Art was an everyday part of my life as I watched my dad work, so it was hard for me to think of visiting a museum to look at hundreds of works of art as an adventure.

I’m sure I found some of the art gripping, but after ten or fifteen minutes in a museum, I would have seen enough. I’m sure my parents endured much complaining and whining from me and my siblings. I couldn’t imagine that my parents truly found the art interesting – I suspected that they derived some kind of sadistic pleasure out of dragging us through the galleries until our eyes bugged out and our legs buckled.

Recently, Carrie and I took our children on a tour of upstate New York, bits of Pennsylvania, and Northern Ohio. We visited historic sites and Niagara Falls and took in the green, wooded countryside (quite a shock for our desert-dwelling children).

We ended the trip in Cleveland, and since our flight didn’t depart until late in the afternoon, I decided to take our children to the Cleveland Museum of Art.

You should have heard the groans when I announced my intentions! I quickly realized that the baton had passed from one generation to the next and that I was now my parents. Truth be told, I may have even taken some secret pleasure in the whines and groans . . .

The thing is, my childhood visits to galleries and museums did plant the seeds of a deep and abiding love of art. I’m incredibly grateful that my parents insisted I experience great works of art in museums. I owe it to my children to provide similar experiences.

And so, we set off for the museum. I had previously visited the Cleveland Museum of Art and fell in love. The museum is beautiful, and the art collection is broad and well-displayed. After the Met in New York, Cleveland’s museum might be my favorite in the country.

Before we visited with our children, I had gone on the museum’s website to find out when docent tours were offered. We arrived just as the tour was beginning. Our docent was an immigrant from Hungary, and her accent made it a little hard for my kids to understand what she was saying. However, as they became accustomed to her accent and as we visited the various exhibits in the museum, my children seemed to pay more and more attention.

There were whispered complaints about tired feet from our nine-year-old and some mutterings about the tour being “boring,” but something interesting happened when the tour ended after about an hour. Instead of wanting to bolt out of the museum, my kids wanted to go back and look more closely at the art we had moved by quickly.

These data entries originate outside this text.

//! Fixed-width relay state vectors.
//!
//! A state vector is one row of the output table. Position 0 is the most
//! significant bit of the row's GID, so a freshly expanded vector reads as the
//! zero-padded binary string of its GID.

use core::fmt;

/// Largest supported vector width. Keeps every GID inside a `u32`.
pub const MAX_WIDTH: u32 = 32;

/// One row of relay outputs.
#[derive(Debug, Clone, Copy, PartialEq, Eq, Hash)]
pub struct StateVector {
    bits: u32,
    width: u32,
}

impl StateVector {
    /// Expands `gid` into a `width`-bit vector.
    ///
    /// Bits of `gid` above `width` are discarded. `width` must be in
    /// `1..=MAX_WIDTH`; callers get that guarantee from
    /// [`TableConfig::validate`](crate::config::TableConfig::validate).
    pub fn from_gid(gid: u32, width: u32) -> Self {
        debug_assert!((1..=MAX_WIDTH).contains(&width));
        Self {
            bits: gid & mask(width),
            width,
        }
    }

    /// Number of positions in the vector.
    pub fn width(&self) -> u32 {
        self.width
    }

    /// Returns the bit at `pos` (0 = most significant). Positions past the
    /// width read as `false`.
    pub fn bit(&self, pos: u32) -> bool {
        if pos >= self.width {
            return false;
        }
        (self.bits >> self.shift(pos)) & 1 == 1
    }

    /// Overwrites the bit at `pos`. Positions past the width are ignored.
    pub fn set_bit(&mut self, pos: u32, value: bool) {
        if pos >= self.width {
            return;
        }
        let flag = 1 << self.shift(pos);
        if value {
            self.bits |= flag;
        } else {
            self.bits &= !flag;
        }
    }

    /// Iterates the bits in row order.
    pub fn bits(&self) -> impl Iterator<Item = bool> + '_ {
        (0..self.width).map(move |pos| self.bit(pos))
    }

    /// Integer value of the current bits, most significant position first.
    pub fn to_gid(&self) -> u32 {
        self.bits
    }

    fn shift(&self, pos: u32) -> u32 {
        self.width - 1 - pos
    }
}

impl fmt::Display for StateVector {
    fn fmt(&self, f: &mut fmt::Formatter<'_>) -> fmt::Result {
        f.write_str("{")?;
        for (i, bit) in self.bits().enumerate() {
            if i > 0 {
                f.write_str(", ")?;
            }
            f.write_str(if bit { "1" } else { "0" })?;
        }
        f.write_str("}")
    }
}

/// Number of GIDs a `width`-bit table enumerates.
pub fn candidate_count(width: u32) -> u64 {
    1u64 << width
}

fn mask(width: u32) -> u32 {
    if width >= MAX_WIDTH {
        u32::MAX
    } else {
        (1 << width) - 1
    }
}
//! Database access layer
//!
//! Parameterized SQL against PostgreSQL. Multi-statement writes run inside a
//! single transaction on one pooled connection.

pub mod locations;
pub mod menu_categories;
pub mod menu_items;
pub mod orders;
pub mod restaurants;
pub mod roles;
pub mod setup;
pub mod users;

pub type BoxError = Box<dyn std::error::Error + Send + Sync>;
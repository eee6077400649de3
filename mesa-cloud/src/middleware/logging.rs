//! HTTP request logging

use std::time::Instant;

use axum::extract::Request;
use axum::middleware::Next;
use axum::response::Response;

use super::version::VERSION_HEADER;

/// One structured event per request
pub async fn request_logging(request: Request, next: Next) -> Response {
    let method = request.method().clone();
    let path = request.uri().path().to_owned();
    let started = Instant::now();

    let response = next.run(request).await;

    let status = response.status().as_u16();
    let duration_ms = started.elapsed().as_millis() as u64;
    let version = response
        .headers()
        .get(VERSION_HEADER)
        .and_then(|v| v.to_str().ok())
        .unwrap_or("-");

    if status >= 500 {
        tracing::error!(
            target: "http_access",
            %method, %path, status, duration_ms, version,
            "request failed"
        );
    } else {
        tracing::info!(
            target: "http_access",
            %method, %path, status, duration_ms, version,
            "request"
        );
    }

    response
}
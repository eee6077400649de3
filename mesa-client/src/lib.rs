//! Mesa Client - typed HTTP client for the mesa-cloud API
//!
//! Also carries the client-side state a front end needs: the auth session
//! (login, rehydration, logout with remember-me persistence) and the cart.

pub mod auth;
pub mod cart;
pub mod config;
pub mod error;
pub mod http;
pub mod storage;

pub use auth::{AuthSession, AuthState, AuthStatus, AuthStorage};
pub use cart::{Cart, CartLine};
pub use config::ClientConfig;
pub use error::{ClientError, ClientResult};
pub use http::HttpClient;
pub use storage::JsonFile;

Each of our children seemed to find something of particular interest. Our seventeen-year-old daughter wanted to spend more time in the modern art gallery. Our fourteen-year-old son was fascinated by the ornate suits of armor and swords in the Armor Court (of course). Our eleven-year-old daughter loved the ornate china and tea services in the decorative arts gallery. Our nine-year-old was fascinated, if slightly exasperated, by the pop art section and modern gallery (at one piece, she said, “This makes me very angry!” so we talked about what makes contemporary art so interesting).

This nine-year-old skeptic wasn’t sure what to think of the modern art collection.

We saw works by Caravaggio, Monet, Picasso, Sargent, Turner, Warhol, Rothko, and many other artists they learned about in school through the Art Masterpiece program.

Our docent shared interesting facts about various artists we wouldn’t have known otherwise. I was able to share insights from the many biographies of artists’ lives that I have read. I think those extra insights turned what could have been a boring walk around to look at “pictures” into a journey into art history.

Ultimately, the art museum was one of our favorite stops on the trip, which did my heart good.

One visit to an art museum probably isn’t life-changing, but I hope we are doing our part to instill a love of the visual arts in the next generation.

How Did You Gain Your Love of Art?

Did your parents drag you to art museums? If you have children, what did you do (or are you doing) to instill a love of art in them? Share your thoughts and experiences in the comments below.

About the Author: Jason Horejs

Jason Horejs is the Owner of Xanadu Gallery, author of best selling books "Starving" to Successful & How to Sell Art , publisher of reddotblog.com, and founder of the Art Business Academy. Jason has helped thousands of artists prepare themselves to more effectively market their work, build relationships with galleries and collectors, and turn their artistic passion into a viable business.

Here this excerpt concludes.